| What is required |
Print the lines in the listing below that fall between the line with "and the traffic/weather" and the line with "use crate::backend::DashboardBackend;", those two lines included, exactly as they stand and with nothing else.

| Entries shown |
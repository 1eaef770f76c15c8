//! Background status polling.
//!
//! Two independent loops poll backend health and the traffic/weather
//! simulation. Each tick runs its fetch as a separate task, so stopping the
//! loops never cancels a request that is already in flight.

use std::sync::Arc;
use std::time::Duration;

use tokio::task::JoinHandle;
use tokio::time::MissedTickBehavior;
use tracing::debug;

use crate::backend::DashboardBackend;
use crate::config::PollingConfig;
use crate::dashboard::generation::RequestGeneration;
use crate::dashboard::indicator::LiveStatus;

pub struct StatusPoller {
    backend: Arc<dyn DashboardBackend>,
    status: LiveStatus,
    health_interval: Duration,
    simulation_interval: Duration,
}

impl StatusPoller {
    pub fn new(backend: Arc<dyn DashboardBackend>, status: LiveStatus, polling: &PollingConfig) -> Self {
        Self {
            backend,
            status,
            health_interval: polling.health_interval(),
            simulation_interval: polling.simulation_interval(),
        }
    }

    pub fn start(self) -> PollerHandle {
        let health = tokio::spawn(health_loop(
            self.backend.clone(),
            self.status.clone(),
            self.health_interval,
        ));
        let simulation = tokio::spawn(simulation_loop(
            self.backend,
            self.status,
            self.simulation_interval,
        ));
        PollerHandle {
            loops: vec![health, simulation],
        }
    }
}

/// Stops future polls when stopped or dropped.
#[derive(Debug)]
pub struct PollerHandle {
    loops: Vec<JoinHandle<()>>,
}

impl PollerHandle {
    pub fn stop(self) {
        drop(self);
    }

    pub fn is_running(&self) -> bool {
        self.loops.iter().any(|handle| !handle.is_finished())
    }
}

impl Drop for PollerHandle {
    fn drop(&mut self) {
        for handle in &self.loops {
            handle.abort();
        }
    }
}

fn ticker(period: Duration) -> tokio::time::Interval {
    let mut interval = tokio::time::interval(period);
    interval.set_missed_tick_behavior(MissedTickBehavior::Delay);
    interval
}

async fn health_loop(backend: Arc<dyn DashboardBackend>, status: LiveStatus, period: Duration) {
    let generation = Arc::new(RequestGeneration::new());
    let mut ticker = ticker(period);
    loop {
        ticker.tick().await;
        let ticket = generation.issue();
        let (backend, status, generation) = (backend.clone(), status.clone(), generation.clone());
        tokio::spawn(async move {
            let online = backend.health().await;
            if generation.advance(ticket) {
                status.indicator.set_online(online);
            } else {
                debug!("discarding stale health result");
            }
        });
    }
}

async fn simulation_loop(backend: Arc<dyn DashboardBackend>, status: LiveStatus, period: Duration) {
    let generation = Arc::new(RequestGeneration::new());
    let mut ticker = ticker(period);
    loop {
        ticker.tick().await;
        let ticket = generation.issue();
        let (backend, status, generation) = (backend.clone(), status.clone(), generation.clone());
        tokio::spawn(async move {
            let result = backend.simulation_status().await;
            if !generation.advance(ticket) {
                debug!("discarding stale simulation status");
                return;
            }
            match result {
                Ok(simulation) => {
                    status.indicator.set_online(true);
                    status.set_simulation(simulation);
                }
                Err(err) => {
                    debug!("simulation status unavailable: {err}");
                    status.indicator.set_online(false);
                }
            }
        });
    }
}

* * *

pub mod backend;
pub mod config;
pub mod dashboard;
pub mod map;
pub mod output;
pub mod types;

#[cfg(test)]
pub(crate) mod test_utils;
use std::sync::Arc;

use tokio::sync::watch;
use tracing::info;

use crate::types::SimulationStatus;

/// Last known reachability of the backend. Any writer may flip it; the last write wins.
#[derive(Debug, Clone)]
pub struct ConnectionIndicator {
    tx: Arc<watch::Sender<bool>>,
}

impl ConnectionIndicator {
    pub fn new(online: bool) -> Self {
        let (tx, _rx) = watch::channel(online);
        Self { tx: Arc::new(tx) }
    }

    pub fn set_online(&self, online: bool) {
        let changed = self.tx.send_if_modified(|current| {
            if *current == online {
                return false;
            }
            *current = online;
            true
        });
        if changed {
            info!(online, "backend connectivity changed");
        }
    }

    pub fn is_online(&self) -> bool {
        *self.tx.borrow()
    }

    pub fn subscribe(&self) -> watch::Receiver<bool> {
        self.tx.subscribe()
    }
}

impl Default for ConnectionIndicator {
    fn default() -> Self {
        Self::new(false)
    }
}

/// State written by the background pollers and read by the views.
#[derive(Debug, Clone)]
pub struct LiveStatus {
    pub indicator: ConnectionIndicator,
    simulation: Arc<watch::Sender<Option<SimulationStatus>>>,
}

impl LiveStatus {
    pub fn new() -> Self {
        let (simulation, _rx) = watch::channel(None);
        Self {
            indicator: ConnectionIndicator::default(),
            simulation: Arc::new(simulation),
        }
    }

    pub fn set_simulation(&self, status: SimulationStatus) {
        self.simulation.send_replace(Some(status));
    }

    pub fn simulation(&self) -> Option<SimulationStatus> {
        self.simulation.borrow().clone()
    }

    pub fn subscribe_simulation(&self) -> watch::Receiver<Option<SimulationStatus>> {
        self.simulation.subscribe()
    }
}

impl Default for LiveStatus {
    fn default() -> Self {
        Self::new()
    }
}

---

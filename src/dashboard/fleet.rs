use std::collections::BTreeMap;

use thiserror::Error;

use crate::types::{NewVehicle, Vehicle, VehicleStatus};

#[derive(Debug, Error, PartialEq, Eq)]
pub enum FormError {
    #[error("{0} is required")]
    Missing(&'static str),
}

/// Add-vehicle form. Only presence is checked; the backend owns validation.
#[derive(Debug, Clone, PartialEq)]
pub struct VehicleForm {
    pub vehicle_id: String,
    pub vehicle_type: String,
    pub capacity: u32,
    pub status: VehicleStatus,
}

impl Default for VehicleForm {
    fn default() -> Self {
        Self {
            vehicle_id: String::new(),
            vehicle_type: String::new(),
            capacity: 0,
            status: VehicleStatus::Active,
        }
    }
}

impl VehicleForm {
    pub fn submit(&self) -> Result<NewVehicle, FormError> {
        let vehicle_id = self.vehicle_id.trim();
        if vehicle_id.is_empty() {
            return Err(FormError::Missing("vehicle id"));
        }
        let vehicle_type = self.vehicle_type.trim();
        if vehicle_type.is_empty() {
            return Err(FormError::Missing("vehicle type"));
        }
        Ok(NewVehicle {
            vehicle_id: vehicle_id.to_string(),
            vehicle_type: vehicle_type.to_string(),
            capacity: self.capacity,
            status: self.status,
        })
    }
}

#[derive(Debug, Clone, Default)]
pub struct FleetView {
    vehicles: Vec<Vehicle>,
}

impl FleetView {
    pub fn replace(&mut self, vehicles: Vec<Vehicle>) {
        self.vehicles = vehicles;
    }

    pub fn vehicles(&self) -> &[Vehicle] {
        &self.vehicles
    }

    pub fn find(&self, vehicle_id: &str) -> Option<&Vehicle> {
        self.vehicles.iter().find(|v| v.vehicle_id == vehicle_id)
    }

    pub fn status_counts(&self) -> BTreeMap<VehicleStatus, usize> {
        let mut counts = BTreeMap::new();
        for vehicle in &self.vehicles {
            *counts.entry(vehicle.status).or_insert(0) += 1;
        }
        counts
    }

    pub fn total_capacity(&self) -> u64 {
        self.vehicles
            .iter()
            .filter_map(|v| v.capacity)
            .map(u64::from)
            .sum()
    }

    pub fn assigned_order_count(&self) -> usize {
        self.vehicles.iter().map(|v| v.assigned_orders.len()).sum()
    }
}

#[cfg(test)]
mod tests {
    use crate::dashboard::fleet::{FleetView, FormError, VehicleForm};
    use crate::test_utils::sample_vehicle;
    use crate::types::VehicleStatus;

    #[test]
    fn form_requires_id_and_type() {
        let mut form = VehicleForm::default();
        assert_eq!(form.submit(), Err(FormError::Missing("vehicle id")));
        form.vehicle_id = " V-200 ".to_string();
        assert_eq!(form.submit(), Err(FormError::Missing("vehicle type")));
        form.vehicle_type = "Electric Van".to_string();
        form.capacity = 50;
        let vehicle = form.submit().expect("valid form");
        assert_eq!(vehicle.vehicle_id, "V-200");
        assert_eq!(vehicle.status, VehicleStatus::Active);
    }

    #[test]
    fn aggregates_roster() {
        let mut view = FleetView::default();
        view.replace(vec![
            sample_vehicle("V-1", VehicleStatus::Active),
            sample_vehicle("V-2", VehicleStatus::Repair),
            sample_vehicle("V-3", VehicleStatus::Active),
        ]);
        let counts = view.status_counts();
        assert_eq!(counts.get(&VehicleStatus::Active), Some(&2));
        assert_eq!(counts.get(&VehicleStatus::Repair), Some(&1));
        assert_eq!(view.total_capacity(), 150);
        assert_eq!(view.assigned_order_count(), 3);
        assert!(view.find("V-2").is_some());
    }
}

| Answer to the exercise |
//! Two independent loops poll backend health and the traffic/weather
//! simulation. Each tick runs its fetch as a separate task, so stopping the
//! loops never cancels a request that is already in flight.

use std::sync::Arc;
use std::time::Duration;

use tokio::task::JoinHandle;
use tokio::time::MissedTickBehavior;
use tracing::debug;

use crate::backend::DashboardBackend;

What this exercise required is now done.